Him: Deer-in-the headlights look with a slight hint of anger.

Him: "What do you mean? Google obviously compares my search against other searches that have historically looked for the same thing."

Me: "OK, and how does that get done?"

Him: A slightly bigger hint at anger and frustration.

Him: "Obviously its computers searching the web and matching up my search criteria against others." Me: "But did you ever think about how that search gets matched up amongst the billions of other searches going on, and how all the data behind the searches keeps getting updated? People obviously cannot be involved or it wouldn't scale."

Him: "Of course, algorithms are finely tuned and give the results we are looking for, or at least, recommendations."

Me: "Right, and it is machine learning that does just that." (not always but close enough!)

Him: "OK, well I don't see what more I can learn from the data so let's see how it goes."

So, let's be honest folks. Sometimes, no amount of logic will override blinders or resistance to change, but the story has a much different and more important meaning behind it than a boss who defies everything we learned in biology. In the world of machine learning, it's a lot harder to prove/show what's going on, whether or not things are working, how they are working, why they are (or are not) working, and so on to someone who isn't in the day-to-day trenches of development like you are. And even then, it could be very difficult for you to understand what the algorithm is doing as well.

Here are just some of the questions you should be asking yourself when it comes to deciding whether or not machine learning is right for you:

  • Are you just trying to be buzzword compliant (which might be what's really being asked for) or is there a true need for this type of solution?
  • Do you have the data you need?
  • Is the data clean enough for usage (more on that later)?
  • Do you know where, and whether, you can get data that you might be missing? More importantly, how do you know that data is in fact missing?
  • Do you have a lot of data or just a small amount?
  • Is there another known and proven solution that already exists that we could use instead?
  • Do you know what you are trying to accomplish?
  • Do you know how you are going to accomplish it?
  • How will you explain it to others?
  • How will you be able to prove what's going on under the hood when asked?

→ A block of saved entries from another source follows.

//! Human-readable uniformity labels.
//!
//! Presentation only: nothing in the optimizer or acceptance logic branches
//! on a rating, so the bands can be retuned without touching the numbers.

use serde::{Deserialize, Serialize};
use std::fmt;

use super::stats::UniformityMetrics;
use shared::units::RatioExt;

#[derive(Debug, Clone, Copy, PartialEq, Eq, PartialOrd, Ord, Hash, Serialize, Deserialize)]
#[serde(rename_all = "snake_case")]
pub enum UniformityRating {
    Excellent,
    Good,
    Fair,
    Poor,
    VeryPoor,
}

impl fmt::Display for UniformityRating {
    fn fmt(&self, f: &mut fmt::Formatter<'_>) -> fmt::Result {
        let label = match self {
            UniformityRating::Excellent => "excellent",
            UniformityRating::Good => "good",
            UniformityRating::Fair => "fair",
            UniformityRating::Poor => "poor",
            UniformityRating::VeryPoor => "very poor",
        };
        f.pad(label)
    }
}

/// Thresholds separating the rating labels, best band first
#[derive(Debug, Clone, Copy, PartialEq, Serialize, Deserialize)]
pub struct RatingBands {
    /// Lower bounds of excellent, good, fair, poor for a uniformity ratio
    pub ratio: [f64; 4],
    /// Upper bounds of excellent, good, fair, poor for CV in percent
    pub cv_pct: [f64; 4],
}

impl Default for RatingBands {
    fn default() -> Self {
        Self {
            ratio: [0.90, 0.80, 0.70, 0.60],
            cv_pct: [15.0, 25.0, 35.0, 50.0],
        }
    }
}

const BEST_FIRST: [UniformityRating; 4] = [
    UniformityRating::Excellent,
    UniformityRating::Good,
    UniformityRating::Fair,
    UniformityRating::Poor,
];

impl RatingBands {
    /// Rate a uniformity ratio; higher is better
    pub fn rate_ratio(&self, ratio: f64) -> UniformityRating {
        BEST_FIRST
            .iter()
            .zip(self.ratio)
            .find(|(_, floor)| ratio >= *floor)
            .map_or(UniformityRating::VeryPoor, |(rating, _)| *rating)
    }

    /// Rate a coefficient of variation; lower is better
    pub fn rate_cv(&self, cv_pct: f64) -> UniformityRating {
        BEST_FIRST
            .iter()
            .zip(self.cv_pct)
            .find(|(_, ceiling)| cv_pct <= *ceiling)
            .map_or(UniformityRating::VeryPoor, |(rating, _)| *rating)
    }

    /// Ratings for min/avg and CV, the two figures reports lead with
    pub fn rate(&self, metrics: &UniformityMetrics) -> (UniformityRating, UniformityRating) {
        (
            self.rate_ratio(metrics.min_avg.as_fraction()),
            self.rate_cv(metrics.cv_pct),
        )
    }
}
//! Sampling, aggregation and summary of PPFD over the working plane

pub mod grid;
pub mod irradiance;
pub mod rating;
pub mod stats;

pub use grid::{GridError, SampleGrid, MAX_GRID_POINTS};
pub use irradiance::{compute_field, FieldError, IrradianceField};
pub use rating::{RatingBands, UniformityRating};
pub use stats::{summarize, summarize_samples, FieldStatistics, UniformityMetrics};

These are just some of the many questions we will tackle together as we embark on our machine learning journey. It's all about developing what I call the machine learning mindset.

Nowadays, it seems that if someone does a SQL query that returns more than one row, they call themselves a data scientist. Fair enough for the resume; everyone needs a pat on the back occasionally, even if it's self-provided. But are we really operating as data scientists, and what exactly does data scientist mean? Are we really doing machine learning, and what exactly does that mean? Well, by the end of this book, we'll hopefully have found the answers to all of that, or at the very least, created an environment where you can find the answers on your own!

Not all of us have the luxury of working in the research or academic world. Many of us have daily fires to fight, and the right solution just might be a tactical solution that has to be in place in 2 hours. That's what we, as C# developers, do. We sit behind our desks all day, headphones on if we're lucky, and type away. But do we ever really get the full time we want or need to develop a project the way we'd like? If we did, there wouldn't be as much technical debt in our projects as we have, right (you do track your technical debt, right)?

We need to be smart about how we can get ahead of the curve, and sometimes we do that by thinking more than we code, especially upfront. The academic side of things is invaluable; there's simply no replacement for knowledge. But most production code in corporate America isn't written in academic languages such as Python, R, Matlab and Octave. Even though all that academic wealth is available, it's not available in the form that suits us best to do our jobs.

In the meantime, let's stop and praise those that contribute to the open source community. It is because of them that we have some excellent third-party open source solutions out there that we can leverage to get the job done. It's such a privilege that the open source community allows us to utilize what they have developed, and the objective of this book is to expose you to just some of those tools and show how you can use them. Along the way, we'll try and give you at least some of the basic behind-the-scenes knowledge that you should know, just so that everything isn't a black hole versus a black box!

You've heard buzzwords everywhere. I used to have a 2-4 hour commute to and from work each day, and I can't remember the total number of billboards I would see that had the words machine learning or AI on them. They are everywhere, but what exactly does it all mean? AI, machine learning, data science, Natural Language Processing (NLP), data mining, neurons, phew! It seems like as soon as corporate America got involved, what was once a finely tuned art became a messy free-for-all, and micro-managed project with completely unreal expectations. I've even heard a prospective client say, I'm not sure what it means, but I just don't want to be left behind!

The first thing we must do is to learn the proper way to approach a machine learning project. Let's start with some definitions:

Tom Mitchell has defined machine learning as:

"A computer program is said to learn from experience E with respect to some class of tasks T and performance measure P if its performance at tasks in T, as measured by P, improves with experience E."

Our definition is going to be just a bit different. It will hopefully be something that you can use when asked to defend your chosen path:

"Machine learning is a collection of techniques which can be used to deal with large amounts of data in the most efficient and effective manner possible, which will derive actionable results and insight for us from that data."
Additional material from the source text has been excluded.